One of the very last things that Henlee ever wrote follows this article. Discovered among his papers, it was intended to be an op-ed piece but was never published. What a final piece! Read "Why I Am Proud to Be a Liberal" as the swan song of Saint Henlee. He deserves his own day of sainthood.
The Baptist Soapbox: Invited guests speak up and out on things Baptist (therefore, the views expressed in this space are not necessarily those of The Baptist Studies Bulletin, though sometimes they are). Climbing upon the Soapbox this month is the late Henlee Barnette, longtime professor of Christian Ethics at Southern Baptist Theological Seminary in Louisville, KY. Written as an op-ed piece but was never published, this is one of the last articles, maybe the very last, that Henlee ever wrote. In many ways, it summarizes his life.
"Why I Am Proud to Be a Liberal"
By Henlee Barnette
Liberal-bashing has become a favorite pastime. Religious fundamentalists and extreme talk show hosts are at it continuously. They deconstruct and demonize those who do not agree with their ideology. Rush Limbaugh is the "top gun" in bashing Democrats. He calls them idiots, imbeciles, fools, liars and nuts. He calls women feminazis and babes. Other talk show hosts, who are wannabes, echo the same sophistry.
I am proud to be a liberal and to be identified with the liberals. Below I state why.
1. I am a liberal because they have compassionate character. All seven dictionaries in my house characterize a liberal as someone who is free from prejudice, favoring more civil liberty and generous. Moreover, liberals favor policies of reform and progress.
2. I am a liberal because our Constitution is liberal. "We the people" produced the Constitution "to promote," among other things, "the general welfare," and to secure the "Blessings of Liberty to ourselves and our Posterity." The Declaration of Independence declares that Americans are "endowed by their Creator with certain inalienable Rights, that among these are Life, Liberty, and the Pursuit of Happiness" - and when the "Government becomes destructive of these Ends, it is the Right of the People to alter or to abolish it." Over half of the Amendments to The Bill of Rights have to do with human rights, progressively achieved. These documents of democracy are progressive and call for reform in government when it fails to preserve and practice these values.
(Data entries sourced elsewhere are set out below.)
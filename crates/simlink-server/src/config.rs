//! Configuration loading for the simlink server.
//!
//! Settings are resolved in three layers, each overriding the last:
//!
//! 1. `simlink-server.yaml` (or the file named by `SIMLINK_CONFIG`), with
//!    every field defaulted when the file or the field is absent
//! 2. Environment variables `SIMLINK_HOST`, `SIMLINK_PORT`, and
//!    `SIMLINK_TIMINGS_PATH`
//! 3. An optional first command-line argument holding the port

use std::path::{Path, PathBuf};
use std::time::Duration;

use serde::Deserialize;
use simlink_engine::DEFAULT_MAX_NODES;
use simlink_timing::{DEFAULT_FLUSH_EVERY, DEFAULT_SHUTDOWN_TIMEOUT};

use crate::dispatch::DEFAULT_MAX_STEP_COUNT;

/// Default configuration file name, looked up in the working directory.
pub const DEFAULT_CONFIG_FILE: &str = "simlink-server.yaml";

/// Errors that can occur when loading configuration.
#[derive(Debug, thiserror::Error)]
pub enum ConfigError {
    /// Failed to read the configuration file from disk.
    #[error("failed to read config file: {source}")]
    Io {
        /// The underlying I/O error.
        #[from]
        source: std::io::Error,
    },

    /// Failed to parse YAML content.
    #[error("failed to parse config YAML: {source}")]
    Yaml {
        /// The underlying YAML parse error.
        source: serde_yml::Error,
    },

    /// An override held a value that could not be used.
    #[error("invalid value for {key}: {reason}")]
    Invalid {
        /// Name of the environment variable or argument.
        key: String,
        /// Why the value was rejected.
        reason: String,
    },
}

impl From<serde_yml::Error> for ConfigError {
    fn from(source: serde_yml::Error) -> Self {
        Self::Yaml { source }
    }
}

/// Top-level server configuration.
#[derive(Debug, Clone, Default, PartialEq, Eq, Deserialize)]
pub struct ServerConfig {
    /// Listening address.
    #[serde(default)]
    pub listen: ListenConfig,

    /// Wire protocol limits.
    #[serde(default)]
    pub protocol: ProtocolConfig,

    /// Engine limits.
    #[serde(default)]
    pub engine: EngineConfig,

    /// Server-side latency recording.
    #[serde(default)]
    pub timings: TimingsConfig,

    /// How long shutdown waits for open connections before aborting them.
    #[serde(default = "default_shutdown_grace_ms")]
    pub shutdown_grace_ms: u64,
}

impl ServerConfig {
    /// Load configuration from a YAML file, then apply environment
    /// overrides.
    ///
    /// # Errors
    ///
    /// Returns [`ConfigError::Io`] if the file cannot be read,
    /// [`ConfigError::Yaml`] if the content is not valid YAML, or
    /// [`ConfigError::Invalid`] if an environment override is malformed.
    pub fn from_file(path: &Path) -> Result<Self, ConfigError> {
        let contents = std::fs::read_to_string(path)?;
        let mut config: Self = serde_yml::from_str(&contents)?;
        config.apply_env_overrides()?;
        Ok(config)
    }

    /// Parse configuration from a YAML string. No overrides are applied.
    ///
    /// # Errors
    ///
    /// Returns [`ConfigError::Yaml`] if the string is not valid YAML.
    pub fn parse(yaml: &str) -> Result<Self, ConfigError> {
        let config: Self = serde_yml::from_str(yaml)?;
        Ok(config)
    }

    /// Resolve the configuration file and environment overrides.
    ///
    /// A missing default file is not an error; a missing file named by
    /// `SIMLINK_CONFIG` is.
    pub fn load() -> Result<Self, ConfigError> {
        if let Ok(path) = std::env::var("SIMLINK_CONFIG") {
            return Self::from_file(Path::new(&path));
        }
        let path = Path::new(DEFAULT_CONFIG_FILE);
        if path.exists() {
            Self::from_file(path)
        } else {
            let mut config = Self::default();
            config.apply_env_overrides()?;
            Ok(config)
        }
    }

    /// Apply `SIMLINK_*` environment variable overrides.
    pub fn apply_env_overrides(&mut self) -> Result<(), ConfigError> {
        self.apply_overrides(|key| std::env::var(key).ok())
    }

    /// Apply overrides from an arbitrary key lookup.
    pub fn apply_overrides(
        &mut self,
        lookup: impl Fn(&str) -> Option<String>,
    ) -> Result<(), ConfigError> {
        if let Some(host) = lookup("SIMLINK_HOST") {
            self.listen.host = host;
        }
        if let Some(port) = lookup("SIMLINK_PORT") {
            self.listen.port = parse_port("SIMLINK_PORT", &port)?;
        }
        if let Some(path) = lookup("SIMLINK_TIMINGS_PATH") {
            self.timings.enabled = true;
            self.timings.path = PathBuf::from(path);
        }
        Ok(())
    }

    /// Apply command-line arguments (program name already stripped).
    ///
    /// The first argument, when present, is the listening port.
    pub fn apply_cli_args<I>(&mut self, args: I) -> Result<(), ConfigError>
    where
        I: IntoIterator<Item = String>,
    {
        if let Some(port) = args.into_iter().next() {
            self.listen.port = parse_port("port argument", &port)?;
        }
        Ok(())
    }

    /// Shutdown grace period as a [`Duration`].
    pub const fn shutdown_grace(&self) -> Duration {
        Duration::from_millis(self.shutdown_grace_ms)
    }
}

fn parse_port(key: &str, value: &str) -> Result<u16, ConfigError> {
    value.trim().parse().map_err(|e| ConfigError::Invalid {
        key: key.to_owned(),
        reason: format!("{value:?} is not a port: {e}"),
    })
}

/// Listening address settings.
#[derive(Debug, Clone, PartialEq, Eq, Deserialize)]
pub struct ListenConfig {
    /// Host name or address to bind.
    #[serde(default = "default_host")]
    pub host: String,

    /// TCP port to bind; `0` picks a free port.
    #[serde(default = "default_port")]
    pub port: u16,
}

impl Default for ListenConfig {
    fn default() -> Self {
        Self {
            host: default_host(),
            port: default_port(),
        }
    }
}

fn default_host() -> String {
    "127.0.0.1".to_owned()
}

const fn default_port() -> u16 {
    9090
}

/// Wire protocol limits.
#[derive(Debug, Clone, PartialEq, Eq, Deserialize)]
pub struct ProtocolConfig {
    /// Longest accepted request line in bytes, excluding the `\n` or
    /// `\r\n` terminator.
    #[serde(default = "default_max_line_bytes")]
    pub max_line_bytes: usize,

    /// Largest `stepCount` a single `step` request may ask for.
    #[serde(default = "default_max_step_count")]
    pub max_step_count: u32,
}

impl Default for ProtocolConfig {
    fn default() -> Self {
        Self {
            max_line_bytes: default_max_line_bytes(),
            max_step_count: default_max_step_count(),
        }
    }
}

const fn default_max_line_bytes() -> usize {
    1024 * 1024
}

const fn default_max_step_count() -> u32 {
    DEFAULT_MAX_STEP_COUNT
}

/// Engine limits.
#[derive(Debug, Clone, PartialEq, Eq, Deserialize)]
pub struct EngineConfig {
    /// Largest node count a `create` request may ask for.
    #[serde(default = "default_max_nodes")]
    pub max_nodes: u32,
}

impl Default for EngineConfig {
    fn default() -> Self {
        Self {
            max_nodes: default_max_nodes(),
        }
    }
}

const fn default_max_nodes() -> u32 {
    DEFAULT_MAX_NODES
}

/// Server-side latency recording settings.
#[derive(Debug, Clone, PartialEq, Eq, Deserialize)]
pub struct TimingsConfig {
    /// Whether `step.compute` samples are persisted.
    #[serde(default)]
    pub enabled: bool,

    /// CSV file receiving the samples; truncated at startup.
    #[serde(default = "default_timings_path")]
    pub path: PathBuf,

    /// Records written between flushes.
    #[serde(default = "default_flush_every")]
    pub flush_every: usize,

    /// How long shutdown waits for the writer thread.
    #[serde(default = "default_sink_shutdown_timeout_ms")]
    pub shutdown_timeout_ms: u64,
}

impl TimingsConfig {
    /// Writer shutdown timeout as a [`Duration`].
    pub const fn shutdown_timeout(&self) -> Duration {
        Duration::from_millis(self.shutdown_timeout_ms)
    }
}

impl Default for TimingsConfig {
    fn default() -> Self {
        Self {
            enabled: false,
            path: default_timings_path(),
            flush_every: default_flush_every(),
            shutdown_timeout_ms: default_sink_shutdown_timeout_ms(),
        }
    }
}

fn default_timings_path() -> PathBuf {
    PathBuf::from("server-timings.csv")
}

const fn default_flush_every() -> usize {
    DEFAULT_FLUSH_EVERY
}

fn default_sink_shutdown_timeout_ms() -> u64 {
    u64::try_from(DEFAULT_SHUTDOWN_TIMEOUT.as_millis()).unwrap_or(2000)
}

const fn default_shutdown_grace_ms() -> u64 {
    2000
}

#[cfg(test)]
mod tests {
    use super::*;
    use std::collections::HashMap;

    fn lookup(pairs: &[(&str, &str)]) -> impl Fn(&str) -> Option<String> {
        let map: HashMap<String, String> = pairs
            .iter()
            .map(|(k, v)| ((*k).to_owned(), (*v).to_owned()))
            .collect();
        move |key| map.get(key).cloned()
    }

    #[test]
    fn defaults_match_protocol_conventions() {
        let config = ServerConfig::default();
        assert_eq!(config.listen.host, "127.0.0.1");
        assert_eq!(config.listen.port, 9090);
        assert_eq!(config.protocol.max_line_bytes, 1_048_576);
        assert_eq!(config.protocol.max_step_count, DEFAULT_MAX_STEP_COUNT);
        assert_eq!(config.engine.max_nodes, DEFAULT_MAX_NODES);
        assert!(!config.timings.enabled);
        assert_eq!(config.timings.flush_every, 200);
        assert_eq!(config.timings.shutdown_timeout(), Duration::from_secs(2));
        assert_eq!(config.shutdown_grace(), Duration::from_secs(2));
    }

    #[test]
    fn parse_full_yaml() {
        let yaml = r"
listen:
  host: 0.0.0.0
  port: 7000
protocol:
  max_line_bytes: 4096
  max_step_count: 250
engine:
  max_nodes: 50
timings:
  enabled: true
  path: /tmp/server.csv
  flush_every: 10
  shutdown_timeout_ms: 500
shutdown_grace_ms: 100
";
        let config = ServerConfig::parse(yaml);
        assert!(config.is_ok());
        let config = config.ok().unwrap_or_default();

        assert_eq!(config.listen.host, "0.0.0.0");
        assert_eq!(config.listen.port, 7000);
        assert_eq!(config.protocol.max_line_bytes, 4096);
        assert_eq!(config.protocol.max_step_count, 250);
        assert_eq!(config.engine.max_nodes, 50);
        assert!(config.timings.enabled);
        assert_eq!(config.timings.path, PathBuf::from("/tmp/server.csv"));
        assert_eq!(config.timings.flush_every, 10);
        assert_eq!(config.timings.shutdown_timeout_ms, 500);
        assert_eq!(config.shutdown_grace_ms, 100);
    }

    #[test]
    fn parse_minimal_yaml() {
        let config = ServerConfig::parse("listen:\n  port: 7001\n");
        assert!(config.is_ok());
        let config = config.ok().unwrap_or_default();

        // Port is overridden
        assert_eq!(config.listen.port, 7001);
        // Everything else uses defaults
        assert_eq!(config.listen.host, "127.0.0.1");
        assert_eq!(config.protocol, ProtocolConfig::default());
        assert_eq!(config.timings, TimingsConfig::default());
    }

    #[test]
    fn invalid_yaml_is_rejected() {
        let result = ServerConfig::parse("listen: [unclosed");
        assert!(matches!(result, Err(ConfigError::Yaml { .. })));
    }

    #[test]
    fn env_overrides_replace_file_values() {
        let mut config = ServerConfig::default();
        let result = config.apply_overrides(lookup(&[
            ("SIMLINK_HOST", "0.0.0.0"),
            ("SIMLINK_PORT", "6001"),
            ("SIMLINK_TIMINGS_PATH", "run.csv"),
        ]));
        assert!(result.is_ok());
        assert_eq!(config.listen.host, "0.0.0.0");
        assert_eq!(config.listen.port, 6001);
        assert!(config.timings.enabled);
        assert_eq!(config.timings.path, PathBuf::from("run.csv"));
    }

    #[test]
    fn malformed_port_override_is_an_error() {
        let mut config = ServerConfig::default();
        let result = config.apply_overrides(lookup(&[("SIMLINK_PORT", "ninety")]));
        assert!(matches!(result, Err(ConfigError::Invalid { .. })));
        assert_eq!(config.listen.port, 9090);
    }

    #[test]
    fn first_cli_argument_is_the_port() {
        let mut config = ServerConfig::default();
        assert!(config
            .apply_cli_args(vec!["9191".to_owned(), "ignored".to_owned()])
            .is_ok());
        assert_eq!(config.listen.port, 9191);

        assert!(config.apply_cli_args(Vec::new()).is_ok());
        assert_eq!(config.listen.port, 9191);

        assert!(config.apply_cli_args(vec!["70000".to_owned()]).is_err());
    }
}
3. I am a liberal because I know what it is like to work under a conservative and an oppressive economic system. In the "good old days" (1925-1935) I worked in a cotton mill ten hours per day, five and one-half days per week. Beginning pay was eighteen cents per hour. There was no medical care, no retirement program, no minimum working hours, and no minimum wage. A worker could be fired for no reason at all. All members of the family had to work to survive. This was so-called "free enterprise." Progressive liberals changed the system and we now have legislation that provides a quality of life more in harmony with the principles of The Constitution, the Declaration, and the Bible. Practice of these principles saved us from revolution that plagues other nations.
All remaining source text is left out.